1

### JEE Main 2021 (Online) 31st August Morning Shift

The number of real roots of the equation

${e^{4x}} + 2{e^{3x}} - {e^x} - 6 = 0$ is :
A
2
B
4
C
1
D
0

## Explanation

Let ${e^x} = t > 0$

$f(t) = {t^4} + 2{t^3} - t - 6 = 0$

$f'(t) = 4{t^3} + 6{t^2} - 1$

$f''(t) = 12{t^2} + 12t > 0$

$f(0) = - 6,f(1) = - 4,f(2) = 24$

$\Rightarrow$ Number of real roots = 1
2

### JEE Main 2021 (Online) 27th August Evening Shift

A box open from top is made from a rectangular sheet of dimension a $\times$ b by cutting squares each of side x from each of the four corners and folding up the flaps. If the volume of the box is maximum, then x is equal to :
A
${{a + b - \sqrt {{a^2} + {b^2} - ab} } \over {12}}$
B
${{a + b - \sqrt {{a^2} + {b^2} + ab} } \over 6}$
C
${{a + b - \sqrt {{a^2} + {b^2} - ab} } \over 6}$
D
${{a + b + \sqrt {{a^2} + {b^2} + ab} } \over 6}$

## Explanation

V = l . b . h = (a $-$ 2x)(b $-$ 2x) x

$\Rightarrow$ V(x) = (2x $-$ a)(2x $-$ b) x

$\Rightarrow$ V(x) = 4x3 $-$ 2(a + b)x2 + abx

$\Rightarrow {d \over {dx}}v(x) = 12{x^2} - 4(a + b)x + ab$

${d \over {dx}}(v(x)) = 0 \Rightarrow 12{x^2} - 4(a + b)x + ab = 0 < _\beta ^\alpha$

$\Rightarrow x = {{4(a + b) \pm \sqrt {16{{(a + b)}^2} - 48ab} } \over {2(12)}}$

$= {{(a + b) \pm \sqrt {{a^2} + {b^2} - ab} } \over 6}$

Let $x = \alpha = {{(a + b) + \sqrt {{a^2} + {b^2} - ab} } \over 6}$

$\beta = {{(a + b) - \sqrt {{a^2} + {b^2} - ab} } \over 6}$

Now, $12(x - \alpha )(x - \beta ) = 0$

$\therefore$ x = $\beta$ $= {{a + b - \sqrt {{a^2} + {b^2} - ab} } \over b}$
3

### JEE Main 2021 (Online) 27th August Morning Shift

A wire of length 20 m is to be cut into two pieces. One of the pieces is to be made into a square and the other into a regular hexagon. Then the length of the side (in meters) of the hexagon, so that the combined area of the square and the hexagon is minimum, is :
A
${5 \over {2 + \sqrt 3 }}$
B
${{10} \over {2 + 3\sqrt 3 }}$
C
${5 \over {3 + \sqrt 3 }}$
D
${{10} \over {3 + 2\sqrt 3 }}$

## Explanation

Let the wire is cut into two pieces of length x and 20 $-$ x.

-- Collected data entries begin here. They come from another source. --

use tgcore_crypto::{encrypt_data, DequeBuffer, Side};
use tgcore_mtproto::message::parse_plaintext_frame;
use tgcore_mtproto::{EncryptedSession, Session};

#[test]
fn msg_ids_are_strictly_increasing_with_low_bits_clear() {
    let mut s = Session::new();
    let mut prev = s.next_msg_id();
    assert_eq!(prev.0 & 0b11, 0, "client msg_id must have low two bits clear");
    for _ in 0..1000 {
        let id = s.next_msg_id();
        assert!(id > prev, "msg_id must be strictly increasing");
        assert_eq!(id.0 & 0b11, 0);
        prev = id;
    }
}

#[test]
fn msg_id_encodes_wall_clock() {
    let mut s = Session::new();
    let id = s.next_msg_id();
    let now = std::time::SystemTime::now()
        .duration_since(std::time::UNIX_EPOCH)
        .unwrap()
        .as_secs() as i64;
    assert!((id.unix_time() - now).abs() <= 2);
}

#[test]
fn plaintext_frame_layout() {
    let mut s = Session::new();
    let msg = s.pack_body(vec![0xAA, 0xBB]);
    let wire = msg.to_plaintext_bytes();

    // auth_key_id (8) + msg_id (8) + length (4) + body (2)
    assert_eq!(wire.len(), 8 + 8 + 4 + 2);
    assert_eq!(&wire[..8], &[0u8; 8], "plaintext frames carry auth_key_id 0");
    assert_eq!(u32::from_le_bytes(wire[16..20].try_into().unwrap()), 2);
    assert_eq!(&wire[20..], &[0xAA, 0xBB]);

    let (id, body) = parse_plaintext_frame(&wire).unwrap();
    assert_eq!(id, msg.id);
    assert_eq!(body, &[0xAA, 0xBB]);
}

/// Decrypt one of our own outgoing frames the way the server would.
fn open_client_frame(wire: &mut [u8], key: [u8; 256]) -> (i64, i32) {
    let auth_key = tgcore_crypto::AuthKey::from_bytes(key);
    let plain = tgcore_crypto::decrypt_data(wire, &auth_key, Side::Client).unwrap();
    let msg_id = i64::from_le_bytes(plain[16..24].try_into().unwrap());
    let seq_no = i32::from_le_bytes(plain[24..28].try_into().unwrap());
    (msg_id, seq_no)
}

#[test]
fn encrypted_seq_no_parity() {
    let key = [1u8; 256];
    let mut s = EncryptedSession::with_session_id(key, 0x1234, 0, 77);

    let mut seqs = Vec::new();
    let mut ids = Vec::new();
    for content in [true, true, false, true] {
        let (mut wire, id) = s.pack_body(b"abcd", content);
        let (inner_id, seq) = open_client_frame(&mut wire, key);
        assert_eq!(inner_id, id);
        ids.push(id);
        seqs.push(seq);
    }

    // Content-related: 2n+1 and the counter advances; unrelated: 2n, no
    // advance.
    assert_eq!(seqs, vec![1, 3, 4, 5]);
    assert!(ids.windows(2).all(|w| w[0] < w[1]));
}

#[test]
fn unpack_accepts_server_frame_and_checks_session_id() {
    let key = [0x42u8; 256];
    let session = EncryptedSession::with_session_id(key, 0x5151, 0, 0x7777);

    let body = b"server-payload!!".to_vec();
    let build_frame = |session_id: i64| {
        let mut buf = DequeBuffer::with_capacity(32 + body.len(), 24);
        buf.extend(0x5151i64.to_le_bytes());
        buf.extend(session_id.to_le_bytes());
        buf.extend(0x0102030405060701i64.to_le_bytes());
        buf.extend(1i32.to_le_bytes());
        buf.extend((body.len() as u32).to_le_bytes());
        buf.extend(body.iter().copied());
        encrypt_data(&mut buf, &tgcore_crypto::AuthKey::from_bytes(key), Side::Server);
        buf.as_ref().to_vec()
    };

    let mut good = build_frame(0x7777);
    let msg = session.unpack(&mut good).unwrap();
    assert_eq!(msg.salt, 0x5151);
    assert_eq!(msg.seq_no, 1);
    assert_eq!(msg.body, body);

    let mut stolen = build_frame(0x9999);
    assert!(session.unpack(&mut stolen).is_err(), "foreign session_id must be rejected");
}

#[test]
fn clock_resync_follows_server_msg_id() {
    let mut s = EncryptedSession::with_session_id([9; 256], 0, 0, 5);
    let now = std::time::SystemTime::now()
        .duration_since(std::time::UNIX_EPOCH)
        .unwrap()
        .as_secs() as i64;
    // A server msg_id stamped 30 seconds ahead of our clock.
    s.sync_time_from((now + 30) << 32);
    assert!((s.delta_time - 30).abs() <= 2, "delta_time {} not near 30", s.delta_time);
}
/// `fileLocation#53d69076`
#[derive(Clone, Debug, PartialEq)]
pub struct FileLocation {
    pub dc_id: i32,
    pub volume_id: i64,
    pub local_id: i32,
    pub secret: i64,
}
impl_identifiable!(FileLocation, 0x53d69076);

impl Serializable for FileLocation {
    fn serialize(&self, buf: &mut impl Extend<u8>) {
        self.dc_id.serialize(buf);
        self.volume_id.serialize(buf);
        self.local_id.serialize(buf);
        self.secret.serialize(buf);
    }
}

impl Deserializable for FileLocation {
    fn deserialize(buf: Buffer) -> Result<Self> {
        Ok(Self {
            dc_id: i32::deserialize(buf)?,
            volume_id: i64::deserialize(buf)?,
            local_id: i32::deserialize(buf)?,
            secret: i64::deserialize(buf)?,
        })
    }
}

/// `userProfilePhoto#d559d8c8`
#[derive(Clone, Debug, PartialEq)]
pub struct UserProfilePhoto {
    pub photo_id: i64,
    pub photo_small: enums::FileLocation,
    pub photo_big: enums::FileLocation,
}
impl_identifiable!(UserProfilePhoto, 0xd559d8c8);

impl Serializable for UserProfilePhoto {
    fn serialize(&self, buf: &mut impl Extend<u8>) {
        self.photo_id.serialize(buf);
        self.photo_small.serialize(buf);
        self.photo_big.serialize(buf);
    }
}

impl Deserializable for UserProfilePhoto {
    fn deserialize(buf: Buffer) -> Result<Self> {
        Ok(Self {
            photo_id: i64::deserialize(buf)?,
            photo_small: enums::FileLocation::deserialize(buf)?,
            photo_big: enums::FileLocation::deserialize(buf)?,
        })
    }
}

/// `photoSize#77bfb61b`
#[derive(Clone, Debug, PartialEq)]
pub struct PhotoSize {
    pub r#type: String,
    pub location: enums::FileLocation,
    pub w: i32,
    pub h: i32,
    pub size: i32,
}
impl_identifiable!(PhotoSize, 0x77bfb61b);

impl Serializable for PhotoSize {
    fn serialize(&self, buf: &mut impl Extend<u8>) {
        self.r#type.serialize(buf);
        self.location.serialize(buf);
        self.w.serialize(buf);
        self.h.serialize(buf);
        self.size.serialize(buf);
    }
}

impl Deserializable for PhotoSize {
    fn deserialize(buf: Buffer) -> Result<Self> {
        Ok(Self {
            r#type: String::deserialize(buf)?,
            location: enums::FileLocation::deserialize(buf)?,
            w: i32::deserialize(buf)?,
            h: i32::deserialize(buf)?,
            size: i32::deserialize(buf)?,
        })
    }
}

/// `photoSizeEmpty#0e17e23c`
#[derive(Clone, Debug, PartialEq)]
pub struct PhotoSizeEmpty {
    pub r#type: String,
}
impl_identifiable!(PhotoSizeEmpty, 0x0e17e23c);

impl Serializable for PhotoSizeEmpty {
    fn serialize(&self, buf: &mut impl Extend<u8>) {
        self.r#type.serialize(buf);
    }
}

impl Deserializable for PhotoSizeEmpty {
    fn deserialize(buf: Buffer) -> Result<Self> {
        Ok(Self { r#type: String::deserialize(buf)? })
    }
}

/// `photoEmpty#2331b22d`
#[derive(Clone, Debug, PartialEq)]
pub struct PhotoEmpty {
    pub id: i64,
}
impl_identifiable!(PhotoEmpty, 0x2331b22d);

impl Serializable for PhotoEmpty {
    fn serialize(&self, buf: &mut impl Extend<u8>) {
        self.id.serialize(buf);
    }
}

impl Deserializable for PhotoEmpty {
    fn deserialize(buf: Buffer) -> Result<Self> {
        Ok(Self { id: i64::deserialize(buf)? })
    }
}

/// `photo#22b56751`
#[derive(Clone, Debug, PartialEq)]
pub struct Photo {
    pub id: i64,
    pub access_hash: i64,
    pub date: i32,
    pub sizes: Vec<enums::PhotoSize>,
}
impl_identifiable!(Photo, 0x22b56751);

impl Serializable for Photo {
    fn serialize(&self, buf: &mut impl Extend<u8>) {
        self.id.serialize(buf);
        self.access_hash.serialize(buf);
        self.date.serialize(buf);
        self.sizes.serialize(buf);
    }
}

impl Deserializable for Photo {
    fn deserialize(buf: Buffer) -> Result<Self> {
        Ok(Self {
            id: i64::deserialize(buf)?,
            access_hash: i64::deserialize(buf)?,
            date: i32::deserialize(buf)?,
            sizes: Vec::<enums::PhotoSize>::deserialize(buf)?,
        })
    }
}

/// `document#9efc6326`
#[derive(Clone, Debug, PartialEq)]
pub struct Document {
    pub id: i64,
    pub access_hash: i64,
    pub date: i32,
    pub mime_type: String,
    pub size: i32,
    pub dc_id: i32,
}
impl_identifiable!(Document, 0x9efc6326);

impl Serializable for Document {
    fn serialize(&self, buf: &mut impl Extend<u8>) {
        self.id.serialize(buf);
        self.access_hash.serialize(buf);
        self.date.serialize(buf);
        self.mime_type.serialize(buf);
        self.size.serialize(buf);
        self.dc_id.serialize(buf);
    }
}

impl Deserializable for Document {
    fn deserialize(buf: Buffer) -> Result<Self> {
        Ok(Self {
            id: i64::deserialize(buf)?,
            access_hash: i64::deserialize(buf)?,
            date: i32::deserialize(buf)?,
            mime_type: String::deserialize(buf)?,
            size: i32::deserialize(buf)?,
            dc_id: i32::deserialize(buf)?,
        })
    }
}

Area of square = ${\left( {{x \over 4}} \right)^2}$

Area of regular hexagon = $6 \times {{\sqrt 3 } \over 4}{\left( {{{20 - x} \over 6}} \right)^2}$

Total area = $A(x) = {{{x^2}} \over {16}} + {{3\sqrt 3 } \over 2}{{{{(20 - x)}^2}} \over {36}}$

$A'(x) = {{2x} \over {16}} + {{3\sqrt 3 \times 2} \over {2 \times 36}}(20 - x)( - 1)$

A'(x) = 0 at $x = {{40\sqrt 3 } \over {3 + 2\sqrt 3 }}$

Length of side of regular Hexagon $= {1 \over 6}(20 - x)$

$= {1 \over 6}\left( {20 - {{4.\sqrt 3 } \over {3 + 2\sqrt 3 }}} \right)$

$= {{10} \over {2 + 2\sqrt 3 }}$
4

### JEE Main 2021 (Online) 20th July Morning Shift

Let 'a' be a real number such that the function f(x) = ax2 + 6x $-$ 15, x $\in$ R is increasing in $\left( { - \infty ,{3 \over 4}} \right)$ and decreasing in $\left( {{3 \over 4},\infty } \right)$. Then the function g(x) = ax2 $-$ 6x + 15, x$\in$R has a :
A
local maximum at x = $-$ ${{3 \over 4}}$
B
local minimum at x = $-$${{3 \over 4}}$
C
local maximum at x = ${{3 \over 4}}$
D
local minimum at x = ${{3 \over 4}}$

## Explanation

${{ - B} \over {2A}} = {3 \over 4}$

$\Rightarrow {{ - (6)} \over {2a}} = {3 \over 4}$

$\Rightarrow a = {{ - 6 \times 4} \over 6} \Rightarrow a = - 4$

$\therefore$ $g(x) = 4{x^2} - 6x + 15$

Local max. at $x = {{ - B} \over {2A}} = - {{( - 6)} \over {2( - 4)}}$

$= {{ - 3} \over 4}$